ACL Tear: Do You Need Surgery, or Can You Skip It? Long-Term Risks of Each Choice

Research-informed explainer — last updated April 12, 2026

An ACL tear does not automatically require surgery — for older, less active patients or those unwilling to return to cutting-sport activity, structured physical therapy can restore functional stability. But for athletes who want to return to pivoting sports, and especially for younger patients with open growth plates or a meniscus tear, reconstruction dramatically reduces the risk of ongoing joint instability and the progressive knee damage that follows.

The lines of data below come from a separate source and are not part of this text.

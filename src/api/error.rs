//! Error types for calls made through the API gateway.
//!
//! Every failure falls into one [`ErrorClass`]. Callers are expected to turn
//! errors into a notification rather than abort; only the authorization
//! class has a global side effect (the gateway sends the console back to the
//! login route before the error is returned).

use reqwest::StatusCode;
use thiserror::Error;

/// Error classes, in the order they are checked
#[derive(Debug, Clone, Copy, PartialEq, Eq)]
pub enum ErrorClass {
    /// Local, field-scoped; never reaches the network
    Validation,
    /// 401 from the server
    Authorization,
    /// 5xx from the server
    Server,
    /// Any other HTTP status, transport or decoding failure
    Request,
}

impl ErrorClass {
    pub fn as_str(&self) -> &'static str {
        match self {
            ErrorClass::Validation => "validation",
            ErrorClass::Authorization => "authorization",
            ErrorClass::Server => "server",
            ErrorClass::Request => "request",
        }
    }
}

#[derive(Error, Debug)]
pub enum ApiError {
    #[error("Unauthorized: the server rejected the session token")]
    Unauthorized,

    #[error("Server error {status}: {body}")]
    Server { status: StatusCode, body: String },

    #[error("Request failed with status {status}: {body}")]
    Status { status: StatusCode, body: String },

    #[error("Request failed: {0}")]
    Transport(#[from] reqwest::Error),

    #[error("Invalid API URL: {0}")]
    InvalidUrl(String),

    #[error("Failed to decode response: {0}")]
    Decode(String),
}

impl ApiError {
    /// Build the error for a non-success response.
    pub fn from_status(status: StatusCode, body: impl Into<String>) -> Self {
        let body = body.into();
        if status == StatusCode::UNAUTHORIZED {
            ApiError::Unauthorized
        } else if status.is_server_error() {
            ApiError::Server { status, body }
        } else {
            ApiError::Status { status, body }
        }
    }

    pub fn class(&self) -> ErrorClass {
        match self {
            ApiError::Unauthorized => ErrorClass::Authorization,
            ApiError::Server { .. } => ErrorClass::Server,
            ApiError::Status { .. }
            | ApiError::Transport(_)
            | ApiError::InvalidUrl(_)
            | ApiError::Decode(_) => ErrorClass::Request,
        }
    }

    pub fn status(&self) -> Option<StatusCode> {
        match self {
            ApiError::Unauthorized => Some(StatusCode::UNAUTHORIZED),
            ApiError::Server { status, .. } | ApiError::Status { status, .. } => Some(*status),
            ApiError::Transport(e) => e.status(),
            ApiError::InvalidUrl(_) | ApiError::Decode(_) => None,
        }
    }

    pub fn is_unauthorized(&self) -> bool {
        matches!(self, ApiError::Unauthorized)
    }
}

#[cfg(test)]
mod tests {
    use super::*;

    #[test]
    fn test_status_classification() {
        assert_eq!(
            ApiError::from_status(StatusCode::UNAUTHORIZED, "").class(),
            ErrorClass::Authorization
        );
        assert_eq!(
            ApiError::from_status(StatusCode::INTERNAL_SERVER_ERROR, "boom").class(),
            ErrorClass::Server
        );
        assert_eq!(
            ApiError::from_status(StatusCode::BAD_GATEWAY, "").class(),
            ErrorClass::Server
        );
        assert_eq!(
            ApiError::from_status(StatusCode::BAD_REQUEST, "Missing password").class(),
            ErrorClass::Request
        );
        assert_eq!(
            ApiError::from_status(StatusCode::NOT_FOUND, "").class(),
            ErrorClass::Request
        );
    }

    #[test]
    fn test_status_is_preserved() {
        let err = ApiError::from_status(StatusCode::SERVICE_UNAVAILABLE, "down");
        assert_eq!(err.status(), Some(StatusCode::SERVICE_UNAVAILABLE));
        assert!(err.to_string().contains("down"));

        assert_eq!(ApiError::Unauthorized.status(), Some(StatusCode::UNAUTHORIZED));
        assert!(ApiError::Unauthorized.is_unauthorized());
        assert_eq!(ApiError::Decode("eof".to_string()).status(), None);
    }

    #[test]
    fn test_class_names() {
        assert_eq!(ErrorClass::Validation.as_str(), "validation");
        assert_eq!(ErrorClass::Authorization.as_str(), "authorization");
        assert_eq!(ErrorClass::Server.as_str(), "server");
        assert_eq!(ErrorClass::Request.as_str(), "request");
    }
}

This article draws on research from four orthopaedic surgeons with specialized ACL expertise. Kevin Freedman, M.D., Director of the Cartilage Restoration Program at Bryn Mawr Hospital, published the landmark meta-analysis comparing patellar tendon to hamstring graft for ACL reconstruction (799 citations) and the evidence-based graft choice systematic review (395 citations). Kyle Anderson, M.D., at Corewell Health East in West Bloomfield, Michigan, published the defining study on abnormal rotational knee motion persisting after ACL reconstruction (716 citations), showing that even successful surgery does not fully restore normal knee kinematics. Brian Cole, M.D., Chair of Orthopaedics at Rush University Medical Center, published the largest epidemiological study of ACL reconstruction trends in the United States (950 citations) and the meniscectomy contact mechanics data (430 citations) showing why meniscal injury complicates the non-surgical option. Daniel Green, MD, Chief of Pediatric Orthopaedic Surgery at Hospital for Special Surgery, published 20-year outcomes of pediatric ACL reconstruction in New York State (402 citations).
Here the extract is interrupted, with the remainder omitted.